Hope springs eternal
I have not written in a long time. For one thing, it has been such a dark time. Education seems to be falling apart around me, doomsday imminent as here in New York City the mayor continues his destructive plan to close schools and open cookie-cutter charters, bleeding the very life out of a precious public institution which has withstood the tests of time despite its many flaws. As Diane Ravitch led the charge to awaken the sleeping masses and try to make people at least take notice if not actually DO something, Occupy Wall Street had its strange and glorious bright light moment, only to fizzle out without a clear plan or purpose. At least that’s how it felt to me. The mighty 1% plowed on while the rest of us realized we’d been had and we were too busy trying to survive to figure out collectively if there was something to be done about any of it.
There were a few other interesting cracks in the concrete though. When the Komen Foundation said they would withdraw funding from Planned Parenthood, the sleeping feminist giant woke up and said, “Hell, no!” Even Mayor Bloomberg had to get on board that wagon to save face. And while the GOP had a free fall down the rabbit hole with their personhood rhetoric and “war on women,” it took Rush Limbaugh going so over the top to bring the slut rage fully to the forefront of the national dialogue and tell the idiot to shut up and quit already.
Suddenly, and really without much warning, the battles and threats of war and doomsday around me took their personal physical toll, and I ended up in the hospital with a perforated appendix. Normally, when this sort of thing is caught in time, you get better after a super dose of antibiotics and eventually surgeons can go in and take the useless organ out. But I was one of those complicated cases with kidney failure, pulmonary edema, and my body didn’t start to settle down until I had liters of green pond slime pumped from my stomach and got some superfood known as TPN that finally helped me recover. I’ve only been home from my nearly 3 week hospital stay for a few days, but the healing is wondrous, and like others who have a serious brush with illness, my mind is racing and I can’t seem to stop THINKING about everything.
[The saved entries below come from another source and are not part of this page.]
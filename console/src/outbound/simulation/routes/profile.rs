//! `/api/admin/profile` and its `avatar` sub-route.

use serde_json::{Value, json};

use super::{ADMIN_EMAIL, ADMIN_ID, ADMIN_NAME};
use crate::domain::{ApiEnvelope, HttpMethod};
use crate::outbound::simulation::router::{MockRouteError, RouteContext, RouteResult, merge};

fn profile_of(ctx: &RouteContext<'_>) -> Result<Value, MockRouteError> {
    Ok(json!({
        "id": ADMIN_ID,
        "email": ADMIN_EMAIL,
        "name": ADMIN_NAME,
        "phone": "010-0000-0000",
        "avatarUrl": null,
        "role": "admin",
        "updatedAt": ctx.minutes_ago(60 * 24)?
    }))
}

pub(crate) fn profile(ctx: &RouteContext<'_>) -> RouteResult {
    let segments = ctx.segments();
    let envelope = match (ctx.method, segments.as_slice()) {
        (HttpMethod::Get, []) => ApiEnvelope::ok(profile_of(ctx)?),
        (HttpMethod::Put | HttpMethod::Patch, []) => {
            let mut changes = ctx.body_object()?;
            changes.retain(|key, _| key == "name" || key == "phone");
            let mut updated = merge(profile_of(ctx)?, changes);
            updated["updatedAt"] = json!(ctx.now_stamp());
            ApiEnvelope::ok(updated)
        }
        (HttpMethod::Post | HttpMethod::Put, ["avatar"]) => {
            let mut updated = profile_of(ctx)?;
            updated["avatarUrl"] = json!(format!("/mock/avatars/{ADMIN_ID}.png"));
            updated["updatedAt"] = json!(ctx.now_stamp());
            ApiEnvelope::ok(updated)
        }
        _ => ApiEnvelope::empty_success(),
    };
    Ok(envelope)
}
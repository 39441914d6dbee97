//! Route handlers for the simulated backend, one module per API area.

use crate::domain::ApiEnvelope;

pub(crate) mod auth;
pub(crate) mod chats;
pub(crate) mod content;
pub(crate) mod dashboard;
pub(crate) mod promotions;
pub(crate) mod profile;
pub(crate) mod transactions;
pub(crate) mod users;

/// Operator every simulated admin session belongs to.
pub(crate) const ADMIN_ID: &str = "admin-1";
pub(crate) const ADMIN_NAME: &str = "관리자";
pub(crate) const ADMIN_EMAIL: &str = "admin@pawstay.kr";

pub(crate) const PROMOTION_COUNT: u64 = 15;
pub(crate) const USER_PROFILE_COUNT: u64 = 25;
pub(crate) const PARTNER_APPROVAL_COUNT: u64 = 8;
pub(crate) const CONVERSATION_COUNT: u64 = 5;
pub(crate) const MESSAGES_PER_CONVERSATION: u64 = 20;
pub(crate) const BANNER_COUNT: u64 = 3;
pub(crate) const TRANSACTION_COUNT: u64 = 42;

/// `error` value of envelopes for ids outside the simulated data.
pub(crate) const NOT_FOUND: &str = "Not Found";

/// Item number of an identifier such as `promo-7`, when it names one of the
/// `count` simulated items.
pub(crate) fn item_number(id: &str, count: u64) -> Option<u64> {
    let n = id.rsplit('-').next()?.parse::<u64>().ok()?;
    (1..=count).contains(&n).then_some(n)
}

/// Failure envelope for an id with no simulated item.
pub(crate) fn not_found(kind: &str, id: &str) -> ApiEnvelope {
    ApiEnvelope::failure(NOT_FOUND, format!("{kind} {id} does not exist"))
}
//! Driven port for sending HTTP requests.
//!
//! The request wrapper builds a fully resolved [`TransportRequest`] and hands
//! it to whichever transport is wired in: the reqwest adapter, or the
//! interception shim that answers API calls from the simulated backend.

use std::collections::BTreeMap;

use async_trait::async_trait;
use url::Url;

use super::define_port_error;
use crate::domain::request::{HttpMethod, RequestBody};

/// A request ready to go on the wire.
#[derive(Debug, Clone, PartialEq)]
pub struct TransportRequest {
    /// Method.
    pub method: HttpMethod,
    /// Absolute target URL.
    pub url: Url,
    /// Headers with lower-case names.
    pub headers: BTreeMap<String, String>,
    /// Body.
    pub body: RequestBody,
}

impl TransportRequest {
    /// Header value by lower-case name.
    pub fn header(&self, name: &str) -> Option<&str> {
        self.headers.get(name).map(String::as_str)
    }
}

/// Raw status and body returned by a transport.
#[derive(Debug, Clone, PartialEq, Eq)]
pub struct TransportResponse {
    /// HTTP status code.
    pub status: u16,
    /// Undecoded response body.
    pub body: Vec<u8>,
}

impl TransportResponse {
    /// Response with a JSON body.
    pub fn json(status: u16, body: &serde_json::Value) -> Self {
        Self {
            status,
            body: body.to_string().into_bytes(),
        }
    }
}

define_port_error! {
    /// Errors raised before a response was received.
    pub enum TransportError {
        /// The connection could not be established.
        Connect { message: String } =>
            "connection failed: {message}",
        /// The request timed out.
        Timeout { message: String } =>
            "request timed out: {message}",
        /// The request could not be built from its description.
        InvalidRequest { message: String } =>
            "request invalid: {message}",
        /// Any other transport failure.
        Transport { message: String } =>
            "transport failed: {message}",
    }
}

/// Port for delivering requests.
#[cfg_attr(test, mockall::automock)]
#[async_trait]
pub trait HttpTransport: Send + Sync {
    /// Send one request and return its raw response.
    async fn send(&self, request: TransportRequest) -> Result<TransportResponse, TransportError>;
}
//! `/api/admin/app-banner` and `/api/admin/policy`.

use serde_json::{Value, json};

use super::{BANNER_COUNT, item_number, not_found};
use crate::domain::{ApiEnvelope, HttpMethod};
use crate::outbound::simulation::router::{
    MockRouteError, RouteContext, RouteResult, merge, scaled,
};

fn banner(ctx: &RouteContext<'_>, n: u64) -> Result<Value, MockRouteError> {
    Ok(json!({
        "id": format!("banner-{n}"),
        "title": format!("봄맞이 반려견 여행 {n}"),
        "imageUrl": format!("/mock/banners/banner-{n}.png"),
        "linkUrl": format!("/events/{n}"),
        "displayOrder": n,
        "active": n != BANNER_COUNT,
        "updatedAt": ctx.minutes_ago(scaled(n, 60)?)?
    }))
}

pub(crate) fn banners(ctx: &RouteContext<'_>) -> RouteResult {
    let segments = ctx.segments();
    let envelope = match (ctx.method, segments.as_slice()) {
        (HttpMethod::Get, []) => ctx.paginated(BANNER_COUNT, |n| banner(ctx, n))?,
        (HttpMethod::Get, [id]) => match item_number(id, BANNER_COUNT) {
            Some(n) => ApiEnvelope::ok(banner(ctx, n)?),
            None => not_found("banner", id),
        },
        (HttpMethod::Post, []) => {
            ctx.required_str("title")?;
            ApiEnvelope::ok(merge(banner(ctx, BANNER_COUNT + 1)?, ctx.body_object()?))
        }
        (HttpMethod::Put | HttpMethod::Patch, [id]) => match item_number(id, BANNER_COUNT) {
            Some(n) => ApiEnvelope::ok(merge(banner(ctx, n)?, ctx.body_object()?)),
            None => not_found("banner", id),
        },
        (HttpMethod::Delete, [id]) => ApiEnvelope::ok(json!({"id": id, "deleted": true})),
        _ => ApiEnvelope::empty_success(),
    };
    Ok(envelope)
}

fn policy_document(
    ctx: &RouteContext<'_>,
    kind: &str,
    version: &str,
) -> Result<Value, MockRouteError> {
    Ok(json!({
        "kind": kind,
        "version": version,
        "content": format!("{kind} policy text, version {version}"),
        "updatedAt": ctx.minutes_ago(60 * 24 * 30)?
    }))
}

pub(crate) fn policy(ctx: &RouteContext<'_>) -> RouteResult {
    let segments = ctx.segments();
    let envelope = match (ctx.method, segments.as_slice()) {
        (HttpMethod::Get, []) => ApiEnvelope::ok(json!({
            "terms": policy_document(ctx, "terms", "3.1")?,
            "privacy": policy_document(ctx, "privacy", "2.4")?,
            "refund": policy_document(ctx, "refund", "1.2")?
        })),
        (HttpMethod::Get, [kind]) => ApiEnvelope::ok(policy_document(ctx, kind, "1.0")?),
        (HttpMethod::Put | HttpMethod::Patch | HttpMethod::Post, [kind]) => {
            let base = policy_document(ctx, kind, "1.0")?;
            let updated = merge(base, ctx.body_object()?);
            ApiEnvelope::ok(merge(
                updated,
                json_object(&[("updatedAt", json!(ctx.now_stamp()))]),
            ))
        }
        _ => ApiEnvelope::empty_success(),
    };
    Ok(envelope)
}

fn json_object(fields: &[(&str, Value)]) -> serde_json::Map<String, Value> {
    fields
        .iter()
        .map(|(key, value)| ((*key).to_owned(), value.clone()))
        .collect()
}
During my time in the hospital, which was adorned with spring and Easter flowers and the extraordinary support of the nurses and doctors and others watching over me, a little miracle occurred. A short gem of a film called Caine’s Arcade about a 9-year-old boy living in East Los Angeles, who, with the help of his father, turned the back of dad’s auto shop into a handmade cardboard game arcade, went viral. It went viral the way things do these days: suddenly it’s on your Facebook newsfeed; on the Yahoo front page; and on the NBC evening news. As I watched on my iPhone thanks to a tip from my friend Kathy (my extraordinary lifelines to the world outside), I cried tears of joy at the pure miracle of it and immediately made a contribution via PayPal (what a handy service that is!) to Caine’s scholarship fund, which the filmmaker had wisely set up. Each time I watched I felt renewed hope, that maybe, just maybe, this could represent a national “a-ha” moment. Surely parents, perennially worried about their children’s future and education, would be drawn back to memories of their own childhood when they made things out of whatever was handy, and were driven by the need to just PLAY. Teachers and administrators, worn out from being on the defensive for so long, could finally point to Caine and say, “See, that’s what you’ve taken from our children you horrible nasty corporate heartless bastards!” Others might simply smile and say, “Hey, let’s go to LA and play at Caine’s arcade!” (and they did).
So Caine is my new hero, and I can’t wait to have a Caine’s Arcade t-shirt and look at his wonderful smiling face over and over again in the charming film, but I also have to worry about what’s next. We can’t have another Occupy Wall Street crash and burn, or worse, made-for-Hollywood movie version of Caine’s story to once again anesthetize the masses.
We have to do what concerned and active citizens in a democracy have done through the ages – get together and deliberate. We need to discuss the pros and cons of proceeding in certain directions, and it’s clear our political establishment is too corrupt and gridlocked to do it for us. No, if there’s one lesson from Occupy Wall Street, it’s that to make something happen the ground has to start shaking. We can’t just shake with doom and gloom though either. We need to start planting the seeds of hope and showing them off as if they were the most precious flowers ever to bloom.